Other Names: Narbivolol, Nebivolol-d4, Nebivololum, 99200-09-6, 2,2′-Azanediylbis(1-(6-fluorochroman-2-yl)ethanol)
Total Amount of Active Ingredient: 300 mg
Concentration: 5 mg
Quantity: 60 capsules
Shelf Life: 36 months
What is Nebivolol?
It functions by altering how particular bodily components, including the heart, react to nerve impulses. The heart beats more slowly as a result, lowering blood pressure. The amount of blood and oxygen going to the heart is increased when blood pressure is reduced.
Benefits and Uses
- Prevents oxidative damage- Nebivolol’s dual -blockade and vasodilation qualities have made it a popular antihypertensive drug (via NO pathway). L-nebivolol and D-nebivolol are the two enantiomers that make up the racemic combination (1:1). Both isomers have a vasodilating action, however, L-nebivolol has a more pronounced vasodilating impact whereas the D-isomer essentially has no -blocking function. Nebivolol dramatically lowers blood pressure by vasodilation via the NO route in addition to its -adrenoreceptor blockage.

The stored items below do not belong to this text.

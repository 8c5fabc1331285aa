use api::auth::{Registration, RegistrationForm, Step, GENDERS, QUALIFICATIONS};
use api::auth::password::PASSWORD_RULE;
use api::UserType;
use dioxus::prelude::*;

use crate::auth::use_client;
use crate::banner::{use_banner, BannerView};
use crate::form::{Choice, Field};

/// One signal per text input. Copied into the [`RegistrationForm`] before each
/// transition so the state machine sees what is on screen.
#[derive(Clone, Copy)]
struct Inputs {
    user_name: Signal<String>,
    password: Signal<String>,
    name: Signal<String>,
    email: Signal<String>,
    contact_number: Signal<String>,
    user_type: Signal<String>,
    date_of_birth: Signal<String>,
    gender: Signal<String>,
    address: Signal<String>,
    educational_qualification: Signal<String>,
    occupation: Signal<String>,
    citizen_user_name: Signal<String>,
    role: Signal<String>,
}

impl Inputs {
    fn new() -> Self {
        let text = || Signal::new(String::new());
        Self {
            user_name: text(),
            password: text(),
            name: text(),
            email: text(),
            contact_number: text(),
            user_type: text(),
            date_of_birth: text(),
            gender: text(),
            address: text(),
            educational_qualification: text(),
            occupation: text(),
            citizen_user_name: text(),
            role: text(),
        }
    }

    fn fill(&self, form: &mut RegistrationForm) {
        form.user_name = (self.user_name)().trim().to_string();
        form.password = (self.password)();
        form.name = (self.name)().trim().to_string();
        form.email = (self.email)().trim().to_string();
        form.contact_number = (self.contact_number)().trim().to_string();
        form.user_type = (self.user_type)().parse().ok();
        form.date_of_birth = (self.date_of_birth)();
        form.gender = (self.gender)();
        form.address = (self.address)().trim().to_string();
        form.educational_qualification = (self.educational_qualification)();
        form.occupation = (self.occupation)().trim().to_string();
        form.citizen_user_name = (self.citizen_user_name)().trim().to_string();
        form.role = (self.role)().parse().ok();
    }
}

fn pairs(values: &[&str]) -> Vec<(String, String)> {
    values.iter().map(|v| (v.to_string(), v.to_string())).collect()
}

fn type_options() -> Vec<(String, String)> {
    UserType::ALL
        .into_iter()
        .map(|t| (t.as_str().to_string(), t.label().to_string()))
        .collect()
}

fn role_options(user_type: Option<UserType>) -> Vec<(String, String)> {
    user_type
        .map(UserType::roles)
        .unwrap_or_default()
        .iter()
        .map(|r| (r.as_str().to_string(), r.label().to_string()))
        .collect()
}

#[component]
pub fn Register() -> Element {
    let client = use_client();
    let mut banner = use_banner();
    let mut registration = use_signal(Registration::new);
    let inputs = use_hook(Inputs::new);
    let mut busy = use_signal(|| false);

    let next = move |evt: FormEvent| {
        evt.prevent_default();
        let mut reg = registration.write();
        inputs.fill(&mut reg.form);
        reg.next();
    };

    let submit = move |evt: FormEvent| {
        evt.prevent_default();
        if busy() {
            return;
        }
        let payload = {
            let mut reg = registration.write();
            inputs.fill(&mut reg.form);
            reg.payload()
        };
        let Some(payload) = payload else {
            return;
        };
        busy.set(true);
        let client = client.clone();
        spawn(async move {
            match client.register(&payload).await {
                Ok(()) => {
                    tracing::info!("Registered {}", payload.user_name);
                    registration.write().mark_submitted();
                    banner.success("Registration complete. You can now sign in.");
                }
                Err(e) => banner.failure(&e),
            }
            busy.set(false);
        });
    };

    let step = registration.read().step();
    let error = move |field: &str| {
        registration
            .read()
            .errors()
            .get(field)
            .cloned()
            .unwrap_or_default()
    };
    let user_type: Option<UserType> = (inputs.user_type)().parse().ok();
    let type_label = user_type.map(UserType::label).unwrap_or_default();

    rsx! {
        div {
            class: "auth-page",
            div {
                class: "card auth-card",
                h2 { "Sign Up" }
                BannerView { banner }
                match step {
                    Step::BasicInfo => rsx! {
                        form {
                            onsubmit: next,
                            p { class: "muted", "Step 1 of 2: account details" }
                            Field { label: "Username", value: inputs.user_name, error: error("User_name") }
                            Field {
                                label: "Password",
                                value: inputs.password,
                                r#type: "password",
                                placeholder: PASSWORD_RULE,
                                error: error("Password"),
                            }
                            Field { label: "Full name", value: inputs.name, error: error("Name") }
                            Field { label: "Email", value: inputs.email, r#type: "email", error: error("Email") }
                            Field {
                                label: "Contact number",
                                value: inputs.contact_number,
                                r#type: "tel",
                                error: error("Contact_number"),
                            }
                            Choice {
                                label: "User type",
                                value: inputs.user_type,
                                options: type_options(),
                                error: error("User_type"),
                            }
                            button { class: "btn btn-primary", r#type: "submit", "Next" }
                        }
                    },
                    Step::TypeSpecificInfo => rsx! {
                        form {
                            onsubmit: submit,
                            p { class: "muted", "Step 2 of 2: {type_label} details" }
                            match user_type {
                                Some(UserType::Citizen) | Some(UserType::Admin) => rsx! {
                                    Field {
                                        label: "Date of birth",
                                        value: inputs.date_of_birth,
                                        r#type: "date",
                                        error: error("Date_of_birth"),
                                    }
                                    Choice {
                                        label: "Gender",
                                        value: inputs.gender,
                                        options: pairs(&GENDERS),
                                        error: error("Gender"),
                                    }
                                    Field { label: "Address", value: inputs.address, error: error("Address") }
                                    if user_type == Some(UserType::Citizen) {
                                        Choice {
                                            label: "Educational qualification",
                                            value: inputs.educational_qualification,
                                            options: pairs(&QUALIFICATIONS),
                                            error: error("Educational_qualification"),
                                        }
                                        Field { label: "Occupation", value: inputs.occupation, error: error("Occupation") }
                                    }
                                },
                                Some(UserType::PanchayatEmployee) => rsx! {
                                    Field {
                                        label: "Your citizen username",
                                        value: inputs.citizen_user_name,
                                        error: error("Citizen_user_name"),
                                    }
                                    Choice {
                                        label: "Role",
                                        value: inputs.role,
                                        options: role_options(user_type),
                                        error: error("Role"),
                                    }
                                },
                                Some(UserType::GovernmentAgency) => rsx! {
                                    Choice {
                                        label: "Role",
                                        value: inputs.role,
                                        options: role_options(user_type),
                                        error: error("Role"),
                                    }
                                },
                                None => rsx! {},
                            }
                            div {
                                class: "form-actions",
                                button {
                                    class: "btn btn-secondary",
                                    r#type: "button",
                                    onclick: move |_| registration.write().back(),
                                    "Back"
                                }
                                button {
                                    class: "btn btn-primary",
                                    r#type: "submit",
                                    disabled: busy(),
                                    if busy() { "Submitting..." } else { "Register" }
                                }
                            }
                        }
                    },
                    Step::Submitted => rsx! {
                        p { "Your account has been created." }
                        Link { class: "btn btn-primary", to: "/signin", "Go to Sign In" }
                    },
                }
                if step != Step::Submitted {
                    p {
                        class: "muted",
                        "Already registered? "
                        Link { to: "/signin", "Sign in" }
                    }
                }
            }
        }
    }
}

#[cfg(test)]
mod tests {
    use api::Role;

    use super::*;

    #[test]
    fn test_role_options_follow_user_type() {
        assert!(role_options(None).is_empty());
        assert!(role_options(Some(UserType::Citizen)).is_empty());
        assert_eq!(role_options(Some(UserType::PanchayatEmployee)).len(), Role::EMPLOYEE.len());
        let agency = role_options(Some(UserType::GovernmentAgency));
        assert_eq!(
            agency,
            vec![
                ("WELFARE_SCHEME".to_string(), "Welfare Manager".to_string()),
                ("INFRASTRUCTURE".to_string(), "Infrastructure Manager".to_string()),
            ]
        );
    }
}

- Reduces kidney oxidative damage- Early hypertension can manifest as microalbuminuria and decreased glomerular filtration rate, which over time can progress to chronic renal failure. Patients with hypertension frequently experience renal impairment, such as thickening of the renal arteriolar walls, fibrinoid deposition, and proteinuria. Nephroangiosclerosis may result from persistent hypertension.
- Negates brain oxidative damage- One of the most significant risk factors for stroke is high blood pressure. In patients with hypertension, small vessel disease, such as silent lacunar infarcts, progressive deep white matter lesions, and micro bleeding, can cause ischemic and hemorrhagic stroke as well as vascular dementia.
Additional Information on Nebivolol
The substantial metabolization of nebivolol results in several active hydroxy-metabolites. Alicyclic and aromatic hydroxylation, N-dealkylation, and glucuronidation are the steps used to break down nebivolol. Additionally, the hydroxy-metabolites create glucuronides. The genetic oxidative polymorphism CYP2D6 dependent is a factor in the metabolic process of nebivolol through aromatic hydroxylation. Nebivolol’s typical oral bioavailability in people with quick or slow metabolism ranges from 12 to nearly 100 percent.